There are 2 compelling reasons to try PR first. First, PR gives the best visual results. The PR clinical trial1 showed that, in the group of eyes with the macula attached, 20/20 or better VA was attained more frequently in eyes treated with PR than scleral buckling (PR= 57% vs SB=29%). We operate for vision, not single-operation success. Second, if the pneumatic operation is performed properly and fails, and failures are operated on promptly, the pneumatic operation will neither compromise the eye's potential for ultimate reattachment nor jeopardize the eye's visual potential.1
Vitrectomy carries its own share of problems. Vitrectomy does not prevent new break formation, and it is not without significant morbidity. Lai3 reported new breaks in 11% of failed detachments treated with 25-g vitrectomy and a 17% PVR rate. Mendrinos2 reported a 25% incidence of missed breaks before vitrectomy surgery and created retinal breaks in 16% during the vitrectomy operation. In eyes with preoperative attachment of the macula, neither study reported VA results as good as PR (20/40 or better vision: PR=94%; PPV=70%-75%).
PR was selected in this case for several reasons. The patient was compliant, understood the procedure, had excellent family support, and had no physical or mental issues that might have compromised the outcome. When performing PR, the patient is your "cosurgeon." The eye could be thoroughly examined; although pseudophakic, the media were clear, permitting a complete detailed examination of the retinal periphery. The detachment was secondary to superior breaks and was localized to a single quadrant. Although the breaks were more than 1 clock hour apart, the breaks were close enough to be closed by a routine-sized bubble without the need for sequential posturing. Lattice degeneration did not affect the outcome. However, eyes with lattice degeneration may develop new breaks in normal appearing retina. Lattice may be a "signpost" of abnormal vitreoretinal attachments. I would not have advised PR if lattice extended beyond 3 clock hours or if the fellow eye sustained a giant tear. There are many ways to reattach the retina. Final VA, not single-operation success, should be the primary factor when considering which operation to select. RP
- Tornambe PE, Hilton GF; Retinal Detachment Study Group. Pneumatic retinopexy. A two-year follow-up study of the multicenter clinical trial comparing pneumatic retinopexy with scleral buckling. Ophthalmology. 1991;98:1115-1123.

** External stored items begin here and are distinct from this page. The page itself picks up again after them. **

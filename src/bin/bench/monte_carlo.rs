// Copyright 2026 Hypermesh Foundation. All rights reserved.
// APFlow Wireless Balancing Engine - Bench: Monte Carlo Runner
//
// N runs per scenario with seeds base..base+N, aggregated as mean ± 95% CI.

use std::path::Path;
use std::time::Instant;

use anyhow::Context;
use apflow_engine::{Engine, OptimizerEvent, UserId};
use rand::SeedableRng;
use rand_chacha::ChaCha8Rng;
use tracing::{debug, warn};

use crate::churn::ChurnGenerator;
use crate::report::{BenchResult, MonteCarloReport, Stats};
use crate::scenarios::Scenario;
use crate::time_series::TimeSeriesRecorder;

/// Keeps churn draws independent of the engine's movement stream.
const CHURN_STREAM: u64 = 0x9e37_79b9_7f4a_7c15;

/// Run one scenario with one seed. `ticks` overrides the scenario length.
pub fn run_single(
    scenario: &Scenario,
    seed: u64,
    ticks: Option<u64>,
    time_series_dir: Option<&Path>,
) -> anyhow::Result<BenchResult> {
    let start = Instant::now();
    let ticks = ticks.unwrap_or(scenario.ticks);

    let config = scenario.build_config(seed);
    let campus = config.campus.clone();
    let mut engine = Engine::initialize(config).with_context(|| format!("{} seed {seed}", scenario.name))?;
    engine.start()?;

    let mut churn = ChurnGenerator::new(ChaCha8Rng::seed_from_u64(seed ^ CHURN_STREAM));
    let mut time_series = time_series_dir.map(|_| TimeSeriesRecorder::new());

    let mut served_samples = Vec::with_capacity(ticks as usize);
    let mut cost_samples = Vec::with_capacity(ticks as usize);
    let mut peak_overloaded = 0usize;
    let mut final_overloaded = 0usize;
    let mut unreachable_reports = 0u64;
    let mut max_tick_ms = 0.0_f64;

    for tick in 0..ticks {
        let mut commands = scenario.mid_event.map(|event| event(tick, &engine)).unwrap_or_default();
        let present: Vec<UserId> = engine.users().keys().copied().collect();
        commands.extend(churn.generate_tick(scenario.churn, &campus, &present));
        for command in commands {
            if let Err(e) = engine.submit(command) {
                debug!(tick, error = %e, "command refused at submit");
            }
        }

        let tick_start = Instant::now();
        let snapshot = engine.tick_core()?;
        max_tick_ms = max_tick_ms.max(tick_start.elapsed().as_secs_f64() * 1000.0);

        let users = snapshot.users.len();
        let assigned = users - snapshot.unassigned_user_ids.len();
        served_samples.push(if users == 0 { 1.0 } else { assigned as f64 / users as f64 });
        if assigned > 0 {
            cost_samples.push(snapshot.total_cost / assigned as f64);
        }
        final_overloaded = snapshot.access_points.iter().filter(|ap| ap.overloaded).count();
        peak_overloaded = peak_overloaded.max(final_overloaded);
        if let OptimizerEvent::Committed { unreachable_user_ids, .. } = &snapshot.events.optimizer {
            unreachable_reports += unreachable_user_ids.len() as u64;
        }

        if let Some(ts) = time_series.as_mut() {
            ts.record(&snapshot);
        }
    }

    if let (Some(ts), Some(dir)) = (&time_series, time_series_dir) {
        let path = dir.join(format!("seed-{seed}.jsonl"));
        if let Err(e) = ts.write_jsonl(&path) {
            warn!(path = %path.display(), error = %e, "failed to write time series");
        }
    }

    let final_users = engine.users().len();
    let stats = engine.teardown();

    let elapsed = start.elapsed();
    let mean = |xs: &[f64]| if xs.is_empty() { 0.0 } else { xs.iter().sum::<f64>() / xs.len() as f64 };
    let mean_served_rate = mean(&served_samples);
    let min_served_rate = served_samples.iter().copied().fold(1.0, f64::min);

    // Pass/fail
    let criteria = &scenario.criteria;
    let mut failures = Vec::new();
    if stats.invariant_violations > criteria.max_invariant_violations {
        failures.push(format!("{} invariant violations", stats.invariant_violations));
    }
    if let Some(min) = criteria.min_served_rate {
        if mean_served_rate < min {
            failures.push(format!("served rate {mean_served_rate:.3} below {min}"));
        }
    }
    if criteria.require_optimizer_commit && stats.solves_completed == 0 {
        failures.push("optimizer never committed".to_string());
    }
    if let Some(max) = criteria.max_overloaded_at_end {
        if final_overloaded > max {
            failures.push(format!("{final_overloaded} APs overloaded at end"));
        }
    }

    debug!(scenario = scenario.name, seed, pass = failures.is_empty(), "run complete");

    Ok(BenchResult {
        scenario: scenario.label.to_string(),
        name: scenario.name.to_string(),
        category: scenario.category.to_string(),
        seed,
        pass: failures.is_empty(),
        failures,
        ticks,
        elapsed_ms: elapsed.as_millis(),
        ticks_per_sec: ticks as f64 / elapsed.as_secs_f64().max(0.001),
        max_tick_ms,
        final_users,
        mean_served_rate,
        min_served_rate,
        mean_cost_per_user: mean(&cost_samples),
        peak_overloaded_aps: peak_overloaded,
        final_overloaded_aps: final_overloaded,
        solves_completed: stats.solves_completed,
        solves_aborted: stats.solves_aborted,
        total_moves: stats.total_moves,
        total_placements: stats.total_placements,
        stranded_events: stats.stranded_events,
        unreachable_reports,
        commands_applied: stats.commands_applied,
        commands_rejected: stats.commands_rejected,
        churn_arrivals: churn.arrivals,
        churn_departures: churn.departures,
        invariant_violations: stats.invariant_violations,
    })
}

/// N runs of a scenario, aggregated.
pub fn run_monte_carlo(
    scenario: &Scenario,
    n_runs: usize,
    base_seed: u64,
    ticks: Option<u64>,
    time_series_base: Option<&Path>,
) -> anyhow::Result<MonteCarloReport> {
    let ts_dir = time_series_base.map(|base| base.join(scenario.name.to_lowercase()));

    let results = (0..n_runs)
        .map(|i| run_single(scenario, base_seed + i as u64, ticks, ts_dir.as_deref()))
        .collect::<anyhow::Result<Vec<_>>>()?;

    Ok(aggregate(scenario, results))
}

fn aggregate(scenario: &Scenario, results: Vec<BenchResult>) -> MonteCarloReport {
    let n = results.len();
    let passed = results.iter().filter(|r| r.pass).count();

    MonteCarloReport {
        scenario_name: scenario.name.to_string(),
        label: scenario.label.to_string(),
        category: scenario.category.to_string(),
        n_runs: n,
        pass_rate: if n == 0 { 0.0 } else { passed as f64 / n as f64 },
        served_rate: Stats::of(&results, |r| r.mean_served_rate),
        cost_per_user: Stats::of(&results, |r| r.mean_cost_per_user),
        peak_overloaded_aps: Stats::of(&results, |r| r.peak_overloaded_aps as f64),
        moves: Stats::of(&results, |r| r.total_moves as f64),
        stranded_events: Stats::of(&results, |r| r.stranded_events as f64),
        solves_aborted: Stats::of(&results, |r| r.solves_aborted as f64),
        max_tick_ms: Stats::of(&results, |r| r.max_tick_ms),
        elapsed_ms: Stats::of(&results, |r| r.elapsed_ms as f64),
        ticks_per_sec: Stats::of(&results, |r| r.ticks_per_sec),
        invariant_violations: Stats::of(&results, |r| r.invariant_violations as f64),
        individual_runs: results,
    }
}
// Copyright 2026 Hypermesh Foundation. All rights reserved.
// APFlow Wireless Balancing Engine - Static Configuration

//! Everything the engine reads once at start: campus geometry, the AP list,
//! the initial user list, cost weights, thresholds and optimizer cadence.
//!
//! Every section defaults, so `{}` is a valid (empty) configuration. A
//! configuration is only accepted after [`EngineConfig::validate`] passes.

use std::collections::BTreeSet;
use std::time::Duration;

use serde::{Deserialize, Serialize};

use crate::cost::CostWeights;
use crate::flow::SolveBudget;
use crate::mobility::MobilityConfig;
use crate::signal::SignalModel;
use crate::types::{AccessPoint, ApId, Band, Position, User, UserId};

// ---------------------------------------------------------------------------
// Errors
// ---------------------------------------------------------------------------

#[derive(Debug, thiserror::Error)]
pub enum ConfigError {
    #[error("failed to parse configuration: {0}")]
    Parse(#[from] serde_json::Error),

    #[error("duplicate access point id {0}")]
    DuplicateAccessPoint(ApId),

    #[error("duplicate user id {0}")]
    DuplicateUser(UserId),

    #[error("access point {ap}: {field} must be positive")]
    NonPositiveCapacity { ap: ApId, field: &'static str },

    #[error("access point {ap}: channel {channel} is not legal on the {band} GHz band")]
    IllegalChannel { ap: ApId, band: Band, channel: u16 },

    #[error("optimizer interval must be at least one tick")]
    ZeroOptimizerInterval,

    #[error("overload fraction {0} must lie in (0, 1]")]
    OverloadFraction(f64),

    #[error("{entity} at {position} lies outside the campus")]
    OutOfCampus { entity: String, position: Position },

    #[error("campus must have positive extent and min_floor <= max_floor")]
    Campus,

    #[error("{entity}: airtime demand {demand} must be positive and finite")]
    InvalidDemand { entity: String, demand: f64 },

    #[error("cost weight `{0}` must be finite and non-negative")]
    InvalidWeight(&'static str),

    #[error("mobility speed range [{min}, {max}] is invalid")]
    SpeedRange { min: f64, max: f64 },

    #[error("mobility hotspot {0} has a non-finite position or a negative radius")]
    InvalidHotspot(usize),

    #[error("hotspot speed cap {0} must be finite and non-negative")]
    HotspotSpeed(f64),
}

// ---------------------------------------------------------------------------
// Sections
// ---------------------------------------------------------------------------

#[derive(Debug, Clone, Serialize, Deserialize, PartialEq)]
#[serde(default)]
pub struct CampusConfig {
    pub width: f64,
    pub height: f64,
    pub min_floor: i32,
    pub max_floor: i32,
}

impl Default for CampusConfig {
    fn default() -> Self {
        Self { width: 1200.0, height: 1200.0, min_floor: 1, max_floor: 7 }
    }
}

impl CampusConfig {
    pub fn contains(&self, p: &Position) -> bool {
        p.x.is_finite()
            && p.y.is_finite()
            && (0.0..=self.width).contains(&p.x)
            && (0.0..=self.height).contains(&p.y)
            && (self.min_floor..=self.max_floor).contains(&p.floor)
    }
}

#[derive(Debug, Clone, Serialize, Deserialize, PartialEq)]
pub struct AccessPointConfig {
    pub id: ApId,
    pub floor: i32,
    pub x: f64,
    pub y: f64,
    pub band: Band,
    /// Defaults to the first channel of the band plan.
    #[serde(default)]
    pub channel: Option<u16>,
    pub user_capacity: u32,
    pub airtime_capacity: f64,
}

impl AccessPointConfig {
    pub fn to_access_point(&self) -> AccessPoint {
        AccessPoint {
            id: self.id,
            position: Position::new(self.floor, self.x, self.y),
            band: self.band,
            channel: self.channel.unwrap_or(self.band.channel_plan()[0]),
            user_capacity: self.user_capacity,
            airtime_capacity: self.airtime_capacity,
            interference: 0.0,
        }
    }
}

#[derive(Debug, Clone, Serialize, Deserialize, PartialEq)]
pub struct UserConfig {
    pub id: UserId,
    pub floor: i32,
    pub x: f64,
    pub y: f64,
    #[serde(default)]
    pub airtime_demand: Option<f64>,
}

impl UserConfig {
    pub fn to_user(&self, default_demand: f64) -> User {
        User::new(
            self.id,
            Position::new(self.floor, self.x, self.y),
            self.airtime_demand.unwrap_or(default_demand),
        )
    }
}

#[derive(Debug, Clone, Serialize, Deserialize, PartialEq)]
#[serde(default)]
pub struct Thresholds {
    /// Links weaker than this never enter the flow graph.
    pub rssi_usable_dbm: f64,
    /// Share of airtime capacity an AP may carry before it counts as overloaded.
    pub overload_fraction: f64,
}

impl Default for Thresholds {
    fn default() -> Self {
        Self { rssi_usable_dbm: -75.0, overload_fraction: 1.0 }
    }
}

#[derive(Debug, Clone, Serialize, Deserialize, PartialEq)]
#[serde(default)]
pub struct OptimizerConfig {
    /// The optimizer runs on ticks where `tick % interval_ticks == 0`.
    pub interval_ticks: u64,
    pub time_budget_ms: Option<u64>,
    pub max_augmentations: Option<usize>,
}

impl Default for OptimizerConfig {
    fn default() -> Self {
        Self { interval_ticks: 5, time_budget_ms: Some(50), max_augmentations: None }
    }
}

impl OptimizerConfig {
    pub fn budget(&self) -> SolveBudget {
        SolveBudget {
            max_duration: self.time_budget_ms.map(Duration::from_millis),
            max_augmentations: self.max_augmentations,
        }
    }

    pub fn is_due(&self, tick: u64) -> bool {
        self.interval_ticks > 0 && tick % self.interval_ticks == 0
    }
}

// ---------------------------------------------------------------------------
// EngineConfig
// ---------------------------------------------------------------------------

#[derive(Debug, Clone, Serialize, Deserialize, PartialEq)]
#[serde(default)]
pub struct EngineConfig {
    pub campus: CampusConfig,
    pub access_points: Vec<AccessPointConfig>,
    pub users: Vec<UserConfig>,
    pub weights: CostWeights,
    pub thresholds: Thresholds,
    pub optimizer: OptimizerConfig,
    pub mobility: MobilityConfig,
    pub signal: SignalModel,
    pub seed: u64,
    pub default_airtime_demand: f64,
}

impl Default for EngineConfig {
    fn default() -> Self {
        Self {
            campus: CampusConfig::default(),
            access_points: Vec::new(),
            users: Vec::new(),
            weights: CostWeights::default(),
            thresholds: Thresholds::default(),
            optimizer: OptimizerConfig::default(),
            mobility: MobilityConfig::default(),
            signal: SignalModel::default(),
            seed: 42,
            default_airtime_demand: 1.0,
        }
    }
}

impl EngineConfig {
    /// Parse and validate in one step.
    pub fn from_json(json: &str) -> Result<Self, ConfigError> {
        let config: Self = serde_json::from_str(json)?;
        config.validate()?;
        Ok(config)
    }

    pub fn to_json(&self) -> Result<String, ConfigError> {
        Ok(serde_json::to_string_pretty(self)?)
    }

    /// First problem found, in a fixed order: campus, global knobs, APs, users.
    pub fn validate(&self) -> Result<(), ConfigError> {
        let c = &self.campus;
        if !(c.width.is_finite() && c.width > 0.0 && c.height.is_finite() && c.height > 0.0)
            || c.min_floor > c.max_floor
        {
            return Err(ConfigError::Campus);
        }
        if self.optimizer.interval_ticks == 0 {
            return Err(ConfigError::ZeroOptimizerInterval);
        }
        let f = self.thresholds.overload_fraction;
        if !(f > 0.0 && f <= 1.0) {
            return Err(ConfigError::OverloadFraction(f));
        }
        if let Some(name) = self.weights.first_invalid() {
            return Err(ConfigError::InvalidWeight(name));
        }
        let m = &self.mobility;
        if !(m.speed_min.is_finite() && m.speed_max.is_finite())
            || m.speed_min < 0.0
            || m.speed_min > m.speed_max
            || !(0.0..=1.0).contains(&m.direction_change_prob)
            || !(0.0..=1.0).contains(&m.hotspot_prob)
        {
            return Err(ConfigError::SpeedRange { min: m.speed_min, max: m.speed_max });
        }
        if !(m.hotspot_speed_max.is_finite() && m.hotspot_speed_max >= 0.0) {
            return Err(ConfigError::HotspotSpeed(m.hotspot_speed_max));
        }
        if let Some(i) = m
            .hotspots
            .iter()
            .position(|h| !(h.x.is_finite() && h.y.is_finite() && h.radius.is_finite() && h.radius >= 0.0))
        {
            return Err(ConfigError::InvalidHotspot(i));
        }
        check_demand("default_airtime_demand", self.default_airtime_demand)?;

        let mut ap_ids = BTreeSet::new();
        for ap in &self.access_points {
            if !ap_ids.insert(ap.id) {
                return Err(ConfigError::DuplicateAccessPoint(ap.id));
            }
            if ap.user_capacity == 0 {
                return Err(ConfigError::NonPositiveCapacity { ap: ap.id, field: "user_capacity" });
            }
            if !(ap.airtime_capacity.is_finite() && ap.airtime_capacity > 0.0) {
                return Err(ConfigError::NonPositiveCapacity { ap: ap.id, field: "airtime_capacity" });
            }
            if let Some(channel) = ap.channel {
                if !ap.band.is_legal_channel(channel) {
                    return Err(ConfigError::IllegalChannel { ap: ap.id, band: ap.band, channel });
                }
            }
            let position = Position::new(ap.floor, ap.x, ap.y);
            if !c.contains(&position) {
                return Err(ConfigError::OutOfCampus { entity: format!("access point {}", ap.id), position });
            }
        }

        let mut user_ids = BTreeSet::new();
        for user in &self.users {
            if !user_ids.insert(user.id) {
                return Err(ConfigError::DuplicateUser(user.id));
            }
            let position = Position::new(user.floor, user.x, user.y);
            if !c.contains(&position) {
                return Err(ConfigError::OutOfCampus { entity: format!("user {}", user.id), position });
            }
            if let Some(demand) = user.airtime_demand {
                check_demand(&format!("user {}", user.id), demand)?;
            }
        }
        Ok(())
    }
}

fn check_demand(entity: &str, demand: f64) -> Result<(), ConfigError> {
    if demand.is_finite() && demand > 0.0 {
        Ok(())
    } else {
        Err(ConfigError::InvalidDemand { entity: entity.to_string(), demand })
    }
}

#[cfg(test)]
mod tests {
    use super::*;

    fn ap_json(id: u32, extra: &str) -> String {
        format!(
            r#"{{"id": {id}, "floor": 1, "x": 10, "y": 10, "band": "5", "user_capacity": 4, "airtime_capacity": 4.0{extra}}}"#
        )
    }

    #[test]
    fn empty_object_is_a_valid_config() {
        let config = EngineConfig::from_json("{}").expect("test: parse");
        assert_eq!(config.optimizer.interval_ticks, 5);
        assert_eq!(config.thresholds.rssi_usable_dbm, -75.0);
        assert!(config.access_points.is_empty());
    }

    #[test]
    fn parses_access_points_and_users() {
        let json = format!(
            r#"{{"access_points": [{}], "users": [{{"id": 3, "floor": 1, "x": 5, "y": 5, "airtime_demand": 2.0}}]}}"#,
            ap_json(1, r#", "channel": 44"#)
        );
        let config = EngineConfig::from_json(&json).expect("test: parse");
        let ap = config.access_points[0].to_access_point();
        assert_eq!(ap.channel, 44);
        assert_eq!(ap.band, Band::Ghz5);
        assert_eq!(Band::default(), Band::Ghz5);
        let user = config.users[0].to_user(config.default_airtime_demand);
        assert_eq!(user.airtime_demand, 2.0);
    }

    #[test]
    fn rejects_duplicate_ids() {
        let json = format!(r#"{{"access_points": [{}, {}]}}"#, ap_json(1, ""), ap_json(1, ""));
        assert!(matches!(EngineConfig::from_json(&json), Err(ConfigError::DuplicateAccessPoint(1))));
    }

    #[test]
    fn rejects_unknown_band() {
        let json = r#"{"access_points": [{"id": 1, "floor": 1, "x": 1, "y": 1, "band": "60", "user_capacity": 1, "airtime_capacity": 1.0}]}"#;
        assert!(matches!(EngineConfig::from_json(json), Err(ConfigError::Parse(_))));
    }

    #[test]
    fn rejects_bad_capacity_and_channel() {
        let json = format!(r#"{{"access_points": [{}]}}"#, ap_json(1, "").replace("\"user_capacity\": 4", "\"user_capacity\": 0"));
        assert!(matches!(
            EngineConfig::from_json(&json),
            Err(ConfigError::NonPositiveCapacity { ap: 1, field: "user_capacity" })
        ));

        let mut config = EngineConfig::default();
        config.access_points.push(AccessPointConfig {
            id: 3,
            floor: 1,
            x: 1.0,
            y: 1.0,
            band: Band::Ghz2_4,
            channel: Some(36),
            user_capacity: 1,
            airtime_capacity: 1.0,
        });
        assert!(matches!(config.validate(), Err(ConfigError::IllegalChannel { ap: 3, channel: 36, .. })));
    }

    #[test]
    fn rejects_bad_global_knobs() {
        let mut config = EngineConfig::default();
        config.optimizer.interval_ticks = 0;
        assert!(matches!(config.validate(), Err(ConfigError::ZeroOptimizerInterval)));

        let mut config = EngineConfig::default();
        config.thresholds.overload_fraction = 1.5;
        assert!(matches!(config.validate(), Err(ConfigError::OverloadFraction(_))));

        let mut config = EngineConfig::default();
        config.weights.airtime = f64::NAN;
        assert!(matches!(config.validate(), Err(ConfigError::InvalidWeight("airtime"))));

        let mut config = EngineConfig::default();
        config.campus.min_floor = 5;
        config.campus.max_floor = 2;
        assert!(matches!(config.validate(), Err(ConfigError::Campus)));
    }

    #[test]
    fn rejects_unusable_hotspot_settings() {
        let mut config = EngineConfig::default();
        config.mobility.hotspot_speed_max = f64::INFINITY;
        assert!(matches!(config.validate(), Err(ConfigError::HotspotSpeed(_))));

        let mut config = EngineConfig::default();
        config.mobility.hotspot_speed_max = -1.0;
        assert!(matches!(config.validate(), Err(ConfigError::HotspotSpeed(_))));

        let mut config = EngineConfig::default();
        config.mobility.hotspots[1].radius = f64::NAN;
        assert!(matches!(config.validate(), Err(ConfigError::InvalidHotspot(1))));

        let mut config = EngineConfig::default();
        config.mobility.hotspots.push(crate::mobility::Hotspot { x: f64::INFINITY, y: 0.0, radius: 10.0 });
        assert!(matches!(config.validate(), Err(ConfigError::InvalidHotspot(3))));
    }

    #[test]
    fn rejects_entities_outside_campus() {
        let mut config = EngineConfig::default();
        config.users.push(UserConfig { id: 1, floor: 1, x: 1300.0, y: 5.0, airtime_demand: None });
        assert!(matches!(config.validate(), Err(ConfigError::OutOfCampus { .. })));

        let mut config = EngineConfig::default();
        config.users.push(UserConfig { id: 1, floor: 9, x: 10.0, y: 5.0, airtime_demand: None });
        assert!(matches!(config.validate(), Err(ConfigError::OutOfCampus { .. })));
    }

    #[test]
    fn optimizer_cadence_starts_at_tick_zero() {
        let opt = OptimizerConfig::default();
        assert!(opt.is_due(0));
        assert!(!opt.is_due(4));
        assert!(opt.is_due(5));
        assert_eq!(opt.budget().max_duration, Some(Duration::from_millis(50)));
    }
}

- Mendrinos E, Dang-Burgener N, Stangos A, et al. Primary vitrectomy without scleral buckling for pseudophakic retinal detachment. Am J Ophthalmol. 2008;145:1063-1070.
- Lai M, Ruby A, Sarrafizadeh R, et al. Repair of primary rhegmatogenous retinal detachment using #25 transconjunctival sutureless vitrectomy. Retina. 2008; 28:729-734.
- Tornambe PE. Pneumatic retinopexy: the evolution of case selection and surgical technique. A twelve-year study of 302 eyes. Trans Am Ophthalmol Soc. 1997;95:551-578.